We spent a lovely evening enjoying the meal, the company and the small children, then as soon as we heard from Lissy that she and Ben had arrived at Oakland airport (somewhat earlier than scheduled) we left and with Tracy's assistance made our way there to collect them at Jet Blue. We returned to Berkeley and caught up with each other over a cup of herbal tea, thought about activities for the next day, then inflated the airbed we had borrowed from Janet and Tom next door (Barbara and Bernard were using the convertible in Barry's study, and we had enough pillows and bedding to accommodate everybody). Apparently it was comfortable enough that Ben felt fit enough in the morning to go for a run (I equipped him with our "Berkeley's Pathways" map so he could locate the interesting staircase shortcuts and maybe avoid the overly steep gradients along Marin Avenue). He found his way back OK, if somewhat damp from his encounters with overhanging foliage.





The next morning we had a leisurely breakfast together, featuring figs from our tree and lots of fruit, bagels, lox, herring, cheeses, etc., and headed off for a brief campus tour in the pouring rain. We made our way via the Free Speech Movement Cafe adjacent to one of the libraries to the Campanile (the bell tower, donated by Jane Sather, housing a carillon of bells which has grown from her original donation to something like 98 bells based on an additional donation from the Berkeley Class of '28), where we were lucky enough to catch a recital on the carillon. A web-site says "carillion" is a mis-spelling, common amongst Australians who pronounce the term "car-ill-yon" vs. the standard US pronunciation "care-ill-on". It means the group of bells, not the tower in which they are housed, apparently another common misuse. Suitably corrected on spelling, I am proceeding to attach photos of Ben and Lissy in rain gear looking up at the bells, one corner of the carillon, and a little video I recorded through the least-rained-upon window on the booth the player occupied. It was loud but not mostly deafening, and as the views from the Campanile were somewhat truncated by the rain , it gave us an aural in addition to a visual focus. The photo of the Campanile above is one I took a couple of weeks ago, when I went up there one lovely sunny Tuesday after my swim and really enjoyed the 360 degree views.









It was a Game Day - there was a football game in the stadium on campus, and we could see streams of people in ponchos heading for the stadium -I didn't even try to take photos of the distant views but couldn't resist taking one of the crowds coming in from the Oxford Street entrance.
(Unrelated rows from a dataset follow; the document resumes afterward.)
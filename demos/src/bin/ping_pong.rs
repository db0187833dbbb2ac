// SPDX-License-Identifier: BUSL-1.1
// Copyright (c) 2026 Alfred Jean LLC

//! End-to-end scenario 1 (spec §8): two agents volley `ping`/`pong` a fixed
//! number of times, then deregister their coop and let the environment
//! drain. A [`CountingFilter`] attached to both inboxes asserts the exact
//! delivery count spec §8 scenario 1 requires.

use std::sync::Arc;
use std::time::Duration;

use clap::Parser;
use sobjectizer::agent::{AgentLogic, DefineCtx, EvtCtx};
use sobjectizer::coop::DeregReason;
use sobjectizer::env::{AgentSpec, CoopBuilder, EnvParams, Environment};
use sobjectizer::filter::CountingFilter;
use sobjectizer::mbox::MboxRef;
use sobjectizer::{send, Result};

#[derive(Parser)]
struct Cli {
    /// Number of ping/pong round trips before the coop deregisters.
    #[arg(long, default_value_t = 100)]
    rounds: u32,
}

struct Ping(u32);
struct Pong(u32);

/// Player A owns `own_inbox` (where `Pong` arrives) and knows `peer_inbox`
/// (where it sends `Ping`). Both inboxes are created up front by `main` so
/// each side can subscribe on exactly the mbox the other already knows how
/// to address — an agent's own `ctx.direct_mbox()` is only assigned once
/// registration begins, too late for the peer to have learned it.
struct PlayerA {
    own_inbox: MboxRef,
    peer_inbox: MboxRef,
    rounds: u32,
}

impl AgentLogic for PlayerA {
    fn define_agent(&mut self, ctx: &mut DefineCtx<'_>) -> Result<()> {
        let rounds = self.rounds;
        let peer_inbox = self.peer_inbox.clone();
        ctx.subscribe::<Pong, _>(&self.own_inbox, 0, move |ctx, pong: &Pong| {
            if pong.0 >= rounds {
                ctx.deregister_coop(DeregReason::Normal);
                return;
            }
            let _ = send(&peer_inbox, Ping(pong.0 + 1));
        })
    }

    fn evt_start(&mut self, _ctx: &mut EvtCtx<'_>) {
        let _ = send(&self.peer_inbox, Ping(1));
    }
}

struct PlayerB {
    own_inbox: MboxRef,
    peer_inbox: MboxRef,
}

impl AgentLogic for PlayerB {
    fn define_agent(&mut self, ctx: &mut DefineCtx<'_>) -> Result<()> {
        let peer_inbox = self.peer_inbox.clone();
        ctx.subscribe::<Ping, _>(&self.own_inbox, 0, move |_ctx, ping: &Ping| {
            let _ = send(&peer_inbox, Pong(ping.0));
        })
    }
}

#[allow(clippy::expect_used)]
fn main() {
    tracing_subscriber::fmt()
        .with_env_filter(tracing_subscriber::EnvFilter::try_from_default_env().unwrap_or_else(|_| "info".into()))
        .init();
    let cli = Cli::parse();

    let env = Environment::new(EnvParams::new());

    let a_inbox = env.create_mpmc_mbox();
    let b_inbox = env.create_mpmc_mbox();

    let ping_count = Arc::new(CountingFilter::new(|_| true));
    let pong_count = Arc::new(CountingFilter::new(|_| true));
    b_inbox.set_filter(sobjectizer::MessageType::of::<Ping>(), ping_count.clone());
    a_inbox.set_filter(sobjectizer::MessageType::of::<Pong>(), pong_count.clone());

    let a = AgentSpec::new(PlayerA { own_inbox: a_inbox.clone(), peer_inbox: b_inbox.clone(), rounds: cli.rounds }, "default");
    let b = AgentSpec::new(PlayerB { own_inbox: b_inbox, peer_inbox: a_inbox }, "default");

    let handle = env
        .register_coop(CoopBuilder::new("ping-pong").add_agent(a).add_agent(b))
        .expect("coop registration must succeed");
    tracing::info!(coop = handle.id(), "registered ping-pong coop");

    let deadline = std::time::Instant::now() + Duration::from_secs(10);
    while !env.is_idle() && std::time::Instant::now() < deadline {
        std::thread::sleep(Duration::from_millis(5));
    }

    println!(
        "pings={} pongs={} idle={}",
        ping_count.count(),
        pong_count.count(),
        env.is_idle()
    );
    assert_eq!(ping_count.count(), u64::from(cli.rounds));
    assert_eq!(pong_count.count(), u64::from(cli.rounds));
}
I guess the definition isn't too great, maybe enlarge it to see them better (it all looked very clear, including the view beyond campus to the Bay,on the full screen version of the original ). Ben and Lissy had arranged to meet a friend from San Francisco for lunch, and she was to pick them up where we had parked the car, so with about 45 minutes to spare and the rain a little lighter, we continued our ramble through campus, via the deserted Sproul Plaza,which on (sunny) weekdays is jam packed with students and stalls touting every imaginable student activity, political line, club and affiliation, past the Cesar Chavez Student Centre and out to Bancroft Avenue, then on down Telegraph. Today people were scalping tickets to the game on every corner, and there were fewer outlandish costumes than we had seen on the previous day. We made our way back to the car via the side streets lined with student-housing, churches and campus-related institutions, ending up sheltering from the rain at a conveniently-sited Ben and Jerry's till their friend arrived.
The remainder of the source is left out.